**Input:**
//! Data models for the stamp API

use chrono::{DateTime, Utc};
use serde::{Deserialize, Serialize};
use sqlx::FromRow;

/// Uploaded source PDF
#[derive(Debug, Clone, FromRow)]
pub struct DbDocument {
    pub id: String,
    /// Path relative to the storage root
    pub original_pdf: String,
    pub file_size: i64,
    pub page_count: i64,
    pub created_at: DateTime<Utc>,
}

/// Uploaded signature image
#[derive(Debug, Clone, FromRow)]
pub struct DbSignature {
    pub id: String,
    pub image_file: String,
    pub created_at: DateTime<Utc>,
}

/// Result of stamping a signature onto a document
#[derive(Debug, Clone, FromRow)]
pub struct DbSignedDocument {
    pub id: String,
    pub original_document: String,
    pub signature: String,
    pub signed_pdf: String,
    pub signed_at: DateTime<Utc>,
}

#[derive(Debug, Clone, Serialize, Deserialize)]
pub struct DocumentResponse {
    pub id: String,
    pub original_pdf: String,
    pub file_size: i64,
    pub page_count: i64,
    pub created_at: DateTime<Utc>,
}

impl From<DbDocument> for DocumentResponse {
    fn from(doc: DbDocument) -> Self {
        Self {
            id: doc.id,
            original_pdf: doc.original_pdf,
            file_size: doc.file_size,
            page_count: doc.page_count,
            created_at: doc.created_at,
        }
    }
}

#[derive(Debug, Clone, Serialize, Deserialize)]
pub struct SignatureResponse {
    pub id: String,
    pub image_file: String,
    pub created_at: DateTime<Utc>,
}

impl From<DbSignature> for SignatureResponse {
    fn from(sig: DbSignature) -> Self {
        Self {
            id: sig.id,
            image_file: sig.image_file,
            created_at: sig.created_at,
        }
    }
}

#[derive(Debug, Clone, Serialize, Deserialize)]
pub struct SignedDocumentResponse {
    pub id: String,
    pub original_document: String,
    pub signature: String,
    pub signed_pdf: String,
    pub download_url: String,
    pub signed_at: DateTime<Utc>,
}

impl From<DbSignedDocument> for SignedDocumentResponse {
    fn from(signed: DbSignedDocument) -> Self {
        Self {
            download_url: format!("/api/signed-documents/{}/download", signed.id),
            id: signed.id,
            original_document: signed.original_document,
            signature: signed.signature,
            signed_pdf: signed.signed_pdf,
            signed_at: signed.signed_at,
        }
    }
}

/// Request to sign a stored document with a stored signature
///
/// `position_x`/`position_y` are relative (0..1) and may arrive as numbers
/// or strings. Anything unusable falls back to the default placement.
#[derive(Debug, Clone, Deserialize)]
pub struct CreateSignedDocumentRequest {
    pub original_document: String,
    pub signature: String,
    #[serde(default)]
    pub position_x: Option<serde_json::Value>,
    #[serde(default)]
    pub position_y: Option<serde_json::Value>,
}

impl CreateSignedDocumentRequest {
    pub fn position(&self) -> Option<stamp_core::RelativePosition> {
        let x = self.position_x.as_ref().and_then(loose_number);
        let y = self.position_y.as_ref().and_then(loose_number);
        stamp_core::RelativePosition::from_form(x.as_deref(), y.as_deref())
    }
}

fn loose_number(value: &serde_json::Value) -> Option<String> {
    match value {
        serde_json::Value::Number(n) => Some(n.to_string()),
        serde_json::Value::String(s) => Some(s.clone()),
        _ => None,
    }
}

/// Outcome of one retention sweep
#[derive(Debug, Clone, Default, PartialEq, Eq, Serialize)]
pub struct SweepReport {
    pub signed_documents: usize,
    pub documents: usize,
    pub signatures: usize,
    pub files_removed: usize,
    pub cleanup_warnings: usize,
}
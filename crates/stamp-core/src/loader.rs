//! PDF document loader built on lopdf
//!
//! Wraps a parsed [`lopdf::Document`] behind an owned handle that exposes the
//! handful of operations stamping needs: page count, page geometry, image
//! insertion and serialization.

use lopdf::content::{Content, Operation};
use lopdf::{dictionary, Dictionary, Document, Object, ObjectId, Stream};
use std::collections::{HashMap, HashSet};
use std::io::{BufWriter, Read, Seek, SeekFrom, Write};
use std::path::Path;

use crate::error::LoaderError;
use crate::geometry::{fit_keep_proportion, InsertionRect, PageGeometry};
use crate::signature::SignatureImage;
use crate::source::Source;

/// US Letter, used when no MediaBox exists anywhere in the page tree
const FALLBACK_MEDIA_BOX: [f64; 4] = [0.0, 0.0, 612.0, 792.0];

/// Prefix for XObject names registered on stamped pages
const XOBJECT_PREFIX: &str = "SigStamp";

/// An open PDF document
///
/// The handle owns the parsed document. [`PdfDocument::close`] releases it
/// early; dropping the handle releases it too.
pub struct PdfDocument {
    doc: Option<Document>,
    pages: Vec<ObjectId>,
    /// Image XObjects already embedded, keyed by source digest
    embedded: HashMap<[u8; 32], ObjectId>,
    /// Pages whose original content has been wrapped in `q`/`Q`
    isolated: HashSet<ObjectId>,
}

...

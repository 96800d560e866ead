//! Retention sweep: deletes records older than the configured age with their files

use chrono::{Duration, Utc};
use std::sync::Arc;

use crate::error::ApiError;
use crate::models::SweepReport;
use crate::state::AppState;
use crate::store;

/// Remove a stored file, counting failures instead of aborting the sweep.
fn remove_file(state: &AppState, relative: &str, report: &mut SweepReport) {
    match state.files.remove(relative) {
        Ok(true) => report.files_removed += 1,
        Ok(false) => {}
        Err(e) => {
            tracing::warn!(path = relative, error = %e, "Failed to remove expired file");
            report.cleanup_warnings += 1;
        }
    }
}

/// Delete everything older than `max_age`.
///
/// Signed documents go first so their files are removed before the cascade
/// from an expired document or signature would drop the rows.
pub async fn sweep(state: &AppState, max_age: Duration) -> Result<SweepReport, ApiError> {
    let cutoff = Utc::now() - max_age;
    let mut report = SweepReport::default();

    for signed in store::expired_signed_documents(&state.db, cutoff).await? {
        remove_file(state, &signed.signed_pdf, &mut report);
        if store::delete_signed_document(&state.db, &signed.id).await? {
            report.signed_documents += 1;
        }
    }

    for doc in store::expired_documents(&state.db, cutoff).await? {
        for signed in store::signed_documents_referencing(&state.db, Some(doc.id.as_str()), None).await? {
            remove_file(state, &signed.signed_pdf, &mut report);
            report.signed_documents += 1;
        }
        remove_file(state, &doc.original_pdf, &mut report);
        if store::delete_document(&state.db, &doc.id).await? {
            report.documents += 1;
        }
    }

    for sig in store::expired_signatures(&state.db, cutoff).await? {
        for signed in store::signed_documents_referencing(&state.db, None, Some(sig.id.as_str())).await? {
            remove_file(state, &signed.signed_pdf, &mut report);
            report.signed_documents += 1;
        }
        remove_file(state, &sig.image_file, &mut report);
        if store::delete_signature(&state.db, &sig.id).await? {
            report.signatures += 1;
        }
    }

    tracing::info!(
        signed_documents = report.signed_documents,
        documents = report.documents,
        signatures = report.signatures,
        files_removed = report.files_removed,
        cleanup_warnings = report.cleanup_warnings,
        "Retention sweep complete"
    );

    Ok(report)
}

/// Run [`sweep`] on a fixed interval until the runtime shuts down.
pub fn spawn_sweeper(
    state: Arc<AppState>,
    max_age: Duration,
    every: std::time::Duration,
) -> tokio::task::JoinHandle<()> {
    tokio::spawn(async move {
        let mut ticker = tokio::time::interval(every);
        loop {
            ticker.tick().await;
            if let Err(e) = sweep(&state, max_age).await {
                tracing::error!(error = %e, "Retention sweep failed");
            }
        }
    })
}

**The task:** Find the lines in the entries above where "cutoff" occurs, and copy each of them.

**Answer section:**
    let cutoff = Utc::now() - max_age;
    for signed in store::expired_signed_documents(&state.db, cutoff).await? {
    for doc in store::expired_documents(&state.db, cutoff).await? {
    for sig in store::expired_signatures(&state.db, cutoff).await? {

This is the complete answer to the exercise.